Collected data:
########

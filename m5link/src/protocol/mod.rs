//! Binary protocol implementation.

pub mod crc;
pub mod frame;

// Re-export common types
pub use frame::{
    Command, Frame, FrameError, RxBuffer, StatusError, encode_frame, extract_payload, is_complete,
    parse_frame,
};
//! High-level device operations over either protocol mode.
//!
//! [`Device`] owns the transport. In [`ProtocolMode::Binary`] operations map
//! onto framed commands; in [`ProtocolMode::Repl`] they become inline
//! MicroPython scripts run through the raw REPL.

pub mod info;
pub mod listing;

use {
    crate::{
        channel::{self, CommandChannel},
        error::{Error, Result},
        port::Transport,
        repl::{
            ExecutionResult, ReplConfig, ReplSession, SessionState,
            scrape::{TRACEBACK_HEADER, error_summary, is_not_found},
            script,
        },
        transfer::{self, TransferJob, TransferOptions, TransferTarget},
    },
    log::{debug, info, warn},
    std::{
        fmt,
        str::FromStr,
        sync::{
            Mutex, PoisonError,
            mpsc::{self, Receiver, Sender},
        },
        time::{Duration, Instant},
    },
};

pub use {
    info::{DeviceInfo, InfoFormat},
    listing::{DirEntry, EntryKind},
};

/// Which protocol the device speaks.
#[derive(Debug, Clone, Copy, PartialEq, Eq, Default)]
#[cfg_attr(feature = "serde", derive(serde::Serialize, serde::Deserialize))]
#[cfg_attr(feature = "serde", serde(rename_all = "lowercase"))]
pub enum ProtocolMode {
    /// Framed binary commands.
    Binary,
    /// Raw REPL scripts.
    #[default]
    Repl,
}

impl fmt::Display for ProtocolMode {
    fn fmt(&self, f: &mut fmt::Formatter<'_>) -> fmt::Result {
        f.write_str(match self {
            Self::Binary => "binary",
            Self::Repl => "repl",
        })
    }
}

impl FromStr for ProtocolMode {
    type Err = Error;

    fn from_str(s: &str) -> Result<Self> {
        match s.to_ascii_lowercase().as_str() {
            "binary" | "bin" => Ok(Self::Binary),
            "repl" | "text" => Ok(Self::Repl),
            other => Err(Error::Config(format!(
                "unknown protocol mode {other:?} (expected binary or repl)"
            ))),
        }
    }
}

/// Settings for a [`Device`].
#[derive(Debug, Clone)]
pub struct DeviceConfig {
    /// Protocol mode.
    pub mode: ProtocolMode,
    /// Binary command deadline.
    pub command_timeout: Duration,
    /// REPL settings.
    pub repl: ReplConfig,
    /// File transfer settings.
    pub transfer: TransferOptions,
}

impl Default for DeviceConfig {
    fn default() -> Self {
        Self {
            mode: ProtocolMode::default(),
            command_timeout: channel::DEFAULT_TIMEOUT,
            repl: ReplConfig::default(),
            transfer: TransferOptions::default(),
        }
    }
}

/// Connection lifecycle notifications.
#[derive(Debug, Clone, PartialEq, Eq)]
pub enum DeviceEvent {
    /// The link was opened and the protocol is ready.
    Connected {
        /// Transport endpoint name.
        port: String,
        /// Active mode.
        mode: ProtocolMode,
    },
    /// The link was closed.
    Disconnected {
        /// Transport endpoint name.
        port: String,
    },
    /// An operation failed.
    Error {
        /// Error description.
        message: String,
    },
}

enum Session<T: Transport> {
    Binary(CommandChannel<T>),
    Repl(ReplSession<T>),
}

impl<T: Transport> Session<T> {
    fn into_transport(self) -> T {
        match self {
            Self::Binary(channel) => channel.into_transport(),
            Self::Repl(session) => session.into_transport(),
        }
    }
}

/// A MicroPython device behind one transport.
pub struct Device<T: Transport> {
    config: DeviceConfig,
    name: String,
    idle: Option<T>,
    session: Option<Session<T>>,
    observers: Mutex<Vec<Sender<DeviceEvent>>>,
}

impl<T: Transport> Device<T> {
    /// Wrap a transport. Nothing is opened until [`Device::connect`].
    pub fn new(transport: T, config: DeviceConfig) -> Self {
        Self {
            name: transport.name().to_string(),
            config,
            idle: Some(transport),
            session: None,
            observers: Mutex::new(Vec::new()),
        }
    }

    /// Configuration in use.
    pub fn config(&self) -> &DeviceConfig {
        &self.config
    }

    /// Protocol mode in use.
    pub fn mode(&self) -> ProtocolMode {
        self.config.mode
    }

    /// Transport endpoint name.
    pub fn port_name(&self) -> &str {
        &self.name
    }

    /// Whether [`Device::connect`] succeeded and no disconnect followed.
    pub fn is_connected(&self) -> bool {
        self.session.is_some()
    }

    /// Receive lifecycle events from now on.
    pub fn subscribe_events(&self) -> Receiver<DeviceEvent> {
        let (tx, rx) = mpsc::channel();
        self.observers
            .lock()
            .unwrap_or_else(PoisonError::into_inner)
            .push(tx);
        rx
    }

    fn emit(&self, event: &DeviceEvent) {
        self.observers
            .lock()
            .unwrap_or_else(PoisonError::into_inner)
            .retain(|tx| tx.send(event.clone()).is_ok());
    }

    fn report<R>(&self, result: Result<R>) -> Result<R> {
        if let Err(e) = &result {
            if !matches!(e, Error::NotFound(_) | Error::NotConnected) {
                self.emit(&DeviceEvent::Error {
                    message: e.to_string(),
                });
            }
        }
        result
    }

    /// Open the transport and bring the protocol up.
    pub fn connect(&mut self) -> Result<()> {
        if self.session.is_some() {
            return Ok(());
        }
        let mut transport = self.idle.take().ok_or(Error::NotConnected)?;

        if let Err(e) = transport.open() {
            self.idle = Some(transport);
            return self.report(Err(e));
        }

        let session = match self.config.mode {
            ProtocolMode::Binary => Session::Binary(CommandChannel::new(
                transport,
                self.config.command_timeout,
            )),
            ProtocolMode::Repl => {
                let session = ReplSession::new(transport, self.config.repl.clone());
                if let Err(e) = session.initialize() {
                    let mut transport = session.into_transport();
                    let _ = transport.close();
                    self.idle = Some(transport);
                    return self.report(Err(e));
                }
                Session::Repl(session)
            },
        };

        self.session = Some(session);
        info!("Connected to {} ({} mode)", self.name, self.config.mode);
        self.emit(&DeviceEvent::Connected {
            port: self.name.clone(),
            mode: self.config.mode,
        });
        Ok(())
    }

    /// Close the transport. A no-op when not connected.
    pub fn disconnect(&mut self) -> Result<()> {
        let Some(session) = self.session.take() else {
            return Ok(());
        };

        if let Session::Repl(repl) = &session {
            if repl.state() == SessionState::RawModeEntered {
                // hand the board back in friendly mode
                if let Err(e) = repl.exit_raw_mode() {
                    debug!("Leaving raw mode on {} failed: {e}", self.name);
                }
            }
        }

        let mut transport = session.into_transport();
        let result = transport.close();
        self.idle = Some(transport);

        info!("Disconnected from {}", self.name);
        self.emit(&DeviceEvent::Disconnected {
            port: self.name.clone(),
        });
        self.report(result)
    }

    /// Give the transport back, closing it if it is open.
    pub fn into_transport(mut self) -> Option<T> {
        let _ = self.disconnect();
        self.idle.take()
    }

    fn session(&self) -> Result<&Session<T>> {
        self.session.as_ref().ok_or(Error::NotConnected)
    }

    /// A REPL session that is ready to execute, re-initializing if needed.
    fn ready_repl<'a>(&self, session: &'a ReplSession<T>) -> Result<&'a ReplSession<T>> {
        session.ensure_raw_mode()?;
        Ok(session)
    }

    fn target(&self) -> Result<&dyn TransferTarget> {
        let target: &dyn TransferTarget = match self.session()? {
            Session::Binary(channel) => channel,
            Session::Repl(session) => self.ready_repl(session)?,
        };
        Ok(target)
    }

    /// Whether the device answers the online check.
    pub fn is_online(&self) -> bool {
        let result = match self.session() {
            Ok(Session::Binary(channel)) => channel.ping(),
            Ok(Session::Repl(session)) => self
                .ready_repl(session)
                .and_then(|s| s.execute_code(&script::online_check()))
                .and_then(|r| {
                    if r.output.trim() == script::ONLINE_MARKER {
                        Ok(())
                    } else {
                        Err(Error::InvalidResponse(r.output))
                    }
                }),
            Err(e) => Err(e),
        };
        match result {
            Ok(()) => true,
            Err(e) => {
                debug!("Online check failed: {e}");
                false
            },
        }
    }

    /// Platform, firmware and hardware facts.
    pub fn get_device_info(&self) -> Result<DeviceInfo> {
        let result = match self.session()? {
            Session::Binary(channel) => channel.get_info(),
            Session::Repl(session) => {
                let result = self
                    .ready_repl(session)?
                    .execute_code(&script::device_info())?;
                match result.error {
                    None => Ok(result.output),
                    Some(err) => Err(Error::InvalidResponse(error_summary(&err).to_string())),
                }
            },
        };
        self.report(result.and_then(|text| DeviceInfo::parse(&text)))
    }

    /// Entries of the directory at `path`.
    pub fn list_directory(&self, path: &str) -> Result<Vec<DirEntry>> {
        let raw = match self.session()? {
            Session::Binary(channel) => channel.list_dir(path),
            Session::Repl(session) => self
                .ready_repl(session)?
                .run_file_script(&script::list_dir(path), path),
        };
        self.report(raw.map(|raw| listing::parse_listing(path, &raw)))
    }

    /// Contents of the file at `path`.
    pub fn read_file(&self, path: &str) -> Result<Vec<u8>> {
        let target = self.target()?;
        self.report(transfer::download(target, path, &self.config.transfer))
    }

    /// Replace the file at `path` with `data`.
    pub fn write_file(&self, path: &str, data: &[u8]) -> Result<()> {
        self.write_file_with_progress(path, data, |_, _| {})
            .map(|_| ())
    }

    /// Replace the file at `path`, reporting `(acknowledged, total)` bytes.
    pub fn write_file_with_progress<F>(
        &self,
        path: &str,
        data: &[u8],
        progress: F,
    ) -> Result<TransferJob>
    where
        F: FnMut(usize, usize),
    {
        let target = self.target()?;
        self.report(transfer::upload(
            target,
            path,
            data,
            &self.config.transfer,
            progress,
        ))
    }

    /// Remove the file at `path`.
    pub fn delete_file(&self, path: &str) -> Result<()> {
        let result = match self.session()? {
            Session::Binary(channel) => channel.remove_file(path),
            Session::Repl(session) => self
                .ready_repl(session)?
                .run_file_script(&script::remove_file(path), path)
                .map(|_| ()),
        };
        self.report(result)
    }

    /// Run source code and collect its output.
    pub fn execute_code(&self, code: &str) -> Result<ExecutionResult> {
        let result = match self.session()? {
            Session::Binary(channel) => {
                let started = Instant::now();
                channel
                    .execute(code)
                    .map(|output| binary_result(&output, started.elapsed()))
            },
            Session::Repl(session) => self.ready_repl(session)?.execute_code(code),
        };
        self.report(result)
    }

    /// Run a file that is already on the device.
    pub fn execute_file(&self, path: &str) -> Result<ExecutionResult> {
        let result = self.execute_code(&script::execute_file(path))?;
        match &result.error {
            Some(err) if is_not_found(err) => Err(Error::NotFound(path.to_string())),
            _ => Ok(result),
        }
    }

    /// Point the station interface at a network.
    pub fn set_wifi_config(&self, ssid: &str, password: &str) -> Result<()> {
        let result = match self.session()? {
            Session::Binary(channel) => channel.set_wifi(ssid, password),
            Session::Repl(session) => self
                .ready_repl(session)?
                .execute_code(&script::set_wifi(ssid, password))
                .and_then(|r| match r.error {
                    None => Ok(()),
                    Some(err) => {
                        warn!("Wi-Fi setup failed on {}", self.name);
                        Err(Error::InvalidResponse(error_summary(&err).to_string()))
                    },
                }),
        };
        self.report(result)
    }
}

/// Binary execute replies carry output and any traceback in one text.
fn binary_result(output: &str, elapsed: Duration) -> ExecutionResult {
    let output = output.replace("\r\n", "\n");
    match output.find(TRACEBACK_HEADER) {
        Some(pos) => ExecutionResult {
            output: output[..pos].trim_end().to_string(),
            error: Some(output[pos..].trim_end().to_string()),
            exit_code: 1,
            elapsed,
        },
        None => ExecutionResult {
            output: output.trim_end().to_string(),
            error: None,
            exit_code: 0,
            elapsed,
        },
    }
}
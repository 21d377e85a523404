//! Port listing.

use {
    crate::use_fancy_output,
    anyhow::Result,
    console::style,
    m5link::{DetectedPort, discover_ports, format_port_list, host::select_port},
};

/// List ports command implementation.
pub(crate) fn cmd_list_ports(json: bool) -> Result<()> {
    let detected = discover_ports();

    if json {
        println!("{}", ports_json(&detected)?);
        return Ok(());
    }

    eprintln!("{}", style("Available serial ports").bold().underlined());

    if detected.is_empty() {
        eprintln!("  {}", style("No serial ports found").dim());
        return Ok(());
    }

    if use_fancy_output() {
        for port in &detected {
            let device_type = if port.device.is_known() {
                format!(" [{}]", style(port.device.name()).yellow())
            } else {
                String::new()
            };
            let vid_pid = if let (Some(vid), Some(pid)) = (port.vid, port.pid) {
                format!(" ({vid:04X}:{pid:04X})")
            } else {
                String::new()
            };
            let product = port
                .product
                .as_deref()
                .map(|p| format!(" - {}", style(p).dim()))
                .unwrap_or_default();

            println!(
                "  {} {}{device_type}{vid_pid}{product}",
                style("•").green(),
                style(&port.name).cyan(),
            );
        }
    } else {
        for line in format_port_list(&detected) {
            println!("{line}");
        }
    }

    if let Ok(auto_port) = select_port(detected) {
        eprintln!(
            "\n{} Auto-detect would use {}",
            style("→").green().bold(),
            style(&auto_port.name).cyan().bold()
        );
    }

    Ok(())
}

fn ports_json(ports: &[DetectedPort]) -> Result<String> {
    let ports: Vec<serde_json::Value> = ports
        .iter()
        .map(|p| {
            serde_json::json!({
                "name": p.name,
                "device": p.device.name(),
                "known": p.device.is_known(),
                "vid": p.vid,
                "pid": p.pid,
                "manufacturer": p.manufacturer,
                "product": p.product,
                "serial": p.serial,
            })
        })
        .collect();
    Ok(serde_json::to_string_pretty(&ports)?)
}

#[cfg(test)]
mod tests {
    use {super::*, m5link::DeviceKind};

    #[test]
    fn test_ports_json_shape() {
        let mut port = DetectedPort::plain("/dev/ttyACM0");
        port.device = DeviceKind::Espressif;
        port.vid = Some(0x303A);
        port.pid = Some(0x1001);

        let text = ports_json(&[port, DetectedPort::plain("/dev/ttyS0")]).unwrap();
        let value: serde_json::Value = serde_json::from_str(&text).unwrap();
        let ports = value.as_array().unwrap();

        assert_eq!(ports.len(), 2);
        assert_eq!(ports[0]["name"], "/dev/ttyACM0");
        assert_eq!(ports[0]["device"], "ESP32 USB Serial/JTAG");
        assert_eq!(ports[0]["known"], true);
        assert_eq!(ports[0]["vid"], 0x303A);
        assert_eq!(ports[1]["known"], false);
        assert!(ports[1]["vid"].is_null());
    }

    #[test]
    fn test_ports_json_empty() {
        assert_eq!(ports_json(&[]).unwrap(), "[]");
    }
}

########

▸ TASK REQUIREMENTS
Find every line in the records that has the word "scripts". Copy those lines.

▸ SOLUTION TO THE EXERCISE
//! MicroPython scripts run through the raw REPL.
    /// Raw REPL scripts.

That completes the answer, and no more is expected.